# Exercise aim:
Produce an exact copy of the first line of the data below and each line after it, please, up to and including the one with "to build route".

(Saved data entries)
::::

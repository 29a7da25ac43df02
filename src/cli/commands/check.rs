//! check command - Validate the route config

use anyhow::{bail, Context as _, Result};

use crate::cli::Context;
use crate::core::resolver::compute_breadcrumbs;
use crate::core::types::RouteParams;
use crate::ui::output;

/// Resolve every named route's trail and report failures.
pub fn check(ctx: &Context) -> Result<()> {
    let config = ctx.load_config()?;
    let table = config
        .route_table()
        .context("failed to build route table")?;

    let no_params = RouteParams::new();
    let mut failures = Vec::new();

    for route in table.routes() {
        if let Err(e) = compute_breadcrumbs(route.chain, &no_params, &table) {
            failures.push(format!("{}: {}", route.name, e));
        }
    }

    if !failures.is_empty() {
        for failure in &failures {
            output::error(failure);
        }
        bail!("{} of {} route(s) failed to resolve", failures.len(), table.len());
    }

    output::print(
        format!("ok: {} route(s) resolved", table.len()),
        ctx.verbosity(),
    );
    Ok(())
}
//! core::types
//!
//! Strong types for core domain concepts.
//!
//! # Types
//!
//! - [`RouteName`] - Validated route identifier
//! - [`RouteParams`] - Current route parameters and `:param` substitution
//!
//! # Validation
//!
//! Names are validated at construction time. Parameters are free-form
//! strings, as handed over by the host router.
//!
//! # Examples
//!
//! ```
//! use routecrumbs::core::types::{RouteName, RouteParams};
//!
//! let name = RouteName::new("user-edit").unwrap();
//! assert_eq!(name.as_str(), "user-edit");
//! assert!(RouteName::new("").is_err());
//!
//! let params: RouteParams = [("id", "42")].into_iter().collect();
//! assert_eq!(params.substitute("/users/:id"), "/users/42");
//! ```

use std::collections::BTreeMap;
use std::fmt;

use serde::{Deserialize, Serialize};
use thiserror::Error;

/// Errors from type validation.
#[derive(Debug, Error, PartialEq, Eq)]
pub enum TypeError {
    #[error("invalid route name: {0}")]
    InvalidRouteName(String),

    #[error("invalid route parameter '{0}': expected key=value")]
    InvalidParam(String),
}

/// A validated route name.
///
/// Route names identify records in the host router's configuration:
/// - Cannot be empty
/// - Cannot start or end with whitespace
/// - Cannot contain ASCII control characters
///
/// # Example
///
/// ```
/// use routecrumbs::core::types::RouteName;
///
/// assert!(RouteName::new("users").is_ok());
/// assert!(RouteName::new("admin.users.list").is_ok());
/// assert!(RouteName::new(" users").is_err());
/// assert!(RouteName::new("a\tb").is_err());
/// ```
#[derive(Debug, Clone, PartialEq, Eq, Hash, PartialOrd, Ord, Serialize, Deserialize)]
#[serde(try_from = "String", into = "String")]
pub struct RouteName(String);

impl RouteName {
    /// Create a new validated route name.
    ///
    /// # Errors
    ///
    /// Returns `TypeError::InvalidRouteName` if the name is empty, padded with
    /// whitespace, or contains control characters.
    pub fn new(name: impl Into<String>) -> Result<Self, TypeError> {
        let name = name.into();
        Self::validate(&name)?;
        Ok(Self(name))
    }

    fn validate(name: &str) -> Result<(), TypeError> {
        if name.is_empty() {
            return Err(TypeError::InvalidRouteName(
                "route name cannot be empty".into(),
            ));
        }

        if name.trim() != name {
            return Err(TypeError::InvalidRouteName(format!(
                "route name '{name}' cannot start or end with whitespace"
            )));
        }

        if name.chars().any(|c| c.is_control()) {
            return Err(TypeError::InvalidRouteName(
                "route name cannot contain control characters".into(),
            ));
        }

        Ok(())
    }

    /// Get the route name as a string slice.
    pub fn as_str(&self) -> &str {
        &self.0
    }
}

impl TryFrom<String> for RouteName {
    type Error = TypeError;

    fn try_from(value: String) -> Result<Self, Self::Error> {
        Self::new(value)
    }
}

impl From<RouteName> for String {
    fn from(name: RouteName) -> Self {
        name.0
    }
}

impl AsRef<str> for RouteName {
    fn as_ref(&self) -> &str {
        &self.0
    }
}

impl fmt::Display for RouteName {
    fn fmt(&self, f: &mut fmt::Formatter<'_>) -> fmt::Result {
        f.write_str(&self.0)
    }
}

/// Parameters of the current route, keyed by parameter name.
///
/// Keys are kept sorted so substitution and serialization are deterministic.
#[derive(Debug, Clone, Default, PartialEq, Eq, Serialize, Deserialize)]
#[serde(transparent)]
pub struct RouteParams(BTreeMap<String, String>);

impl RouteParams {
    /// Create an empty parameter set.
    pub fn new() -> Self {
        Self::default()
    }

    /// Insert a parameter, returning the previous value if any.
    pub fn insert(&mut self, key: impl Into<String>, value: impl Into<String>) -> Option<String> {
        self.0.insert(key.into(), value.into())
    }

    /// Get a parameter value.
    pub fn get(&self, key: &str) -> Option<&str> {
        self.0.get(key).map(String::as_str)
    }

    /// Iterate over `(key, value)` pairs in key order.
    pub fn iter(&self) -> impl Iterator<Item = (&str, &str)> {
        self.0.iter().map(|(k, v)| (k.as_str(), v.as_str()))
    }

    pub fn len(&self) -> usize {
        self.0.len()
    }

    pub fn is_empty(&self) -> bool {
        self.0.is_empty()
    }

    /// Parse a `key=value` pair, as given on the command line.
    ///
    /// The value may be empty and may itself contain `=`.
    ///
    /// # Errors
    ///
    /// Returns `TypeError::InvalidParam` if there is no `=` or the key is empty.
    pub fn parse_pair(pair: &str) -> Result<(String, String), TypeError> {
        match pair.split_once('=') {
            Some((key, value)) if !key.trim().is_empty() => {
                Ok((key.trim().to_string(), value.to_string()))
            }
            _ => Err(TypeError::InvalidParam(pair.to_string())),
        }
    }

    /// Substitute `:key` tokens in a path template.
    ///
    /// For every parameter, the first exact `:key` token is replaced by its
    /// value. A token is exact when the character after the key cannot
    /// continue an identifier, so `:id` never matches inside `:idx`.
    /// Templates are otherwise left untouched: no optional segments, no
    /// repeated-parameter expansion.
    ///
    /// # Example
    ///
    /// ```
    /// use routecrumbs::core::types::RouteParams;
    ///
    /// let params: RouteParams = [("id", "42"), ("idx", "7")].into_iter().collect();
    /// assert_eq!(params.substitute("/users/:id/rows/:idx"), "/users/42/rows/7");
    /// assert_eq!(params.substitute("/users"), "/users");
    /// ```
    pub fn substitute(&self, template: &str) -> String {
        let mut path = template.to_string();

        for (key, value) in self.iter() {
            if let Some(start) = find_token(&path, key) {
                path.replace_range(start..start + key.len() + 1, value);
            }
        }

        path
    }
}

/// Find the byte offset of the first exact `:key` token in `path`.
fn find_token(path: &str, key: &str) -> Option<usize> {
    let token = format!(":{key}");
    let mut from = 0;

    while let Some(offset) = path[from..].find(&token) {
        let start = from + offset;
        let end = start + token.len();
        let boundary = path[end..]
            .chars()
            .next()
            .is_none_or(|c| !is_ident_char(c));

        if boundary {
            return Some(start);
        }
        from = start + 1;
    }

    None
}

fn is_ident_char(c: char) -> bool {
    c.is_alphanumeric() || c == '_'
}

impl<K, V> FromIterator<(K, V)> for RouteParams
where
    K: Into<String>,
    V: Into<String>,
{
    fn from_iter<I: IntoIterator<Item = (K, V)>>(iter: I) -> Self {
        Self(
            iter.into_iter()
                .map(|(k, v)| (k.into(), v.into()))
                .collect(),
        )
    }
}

::::

# Solution for this task:
repository 29a7da25ac43df02
filename src/cli/commands/check.rs
//! check command - Validate the route config

use anyhow::{bail, Context as _, Result};

use crate::cli::Context;
use crate::core::resolver::compute_breadcrumbs;
use crate::core::types::RouteParams;
use crate::ui::output;

/// Resolve every named route's trail and report failures.
pub fn check(ctx: &Context) -> Result<()> {
    let config = ctx.load_config()?;
    let table = config
        .route_table()
        .context("failed to build route table")?;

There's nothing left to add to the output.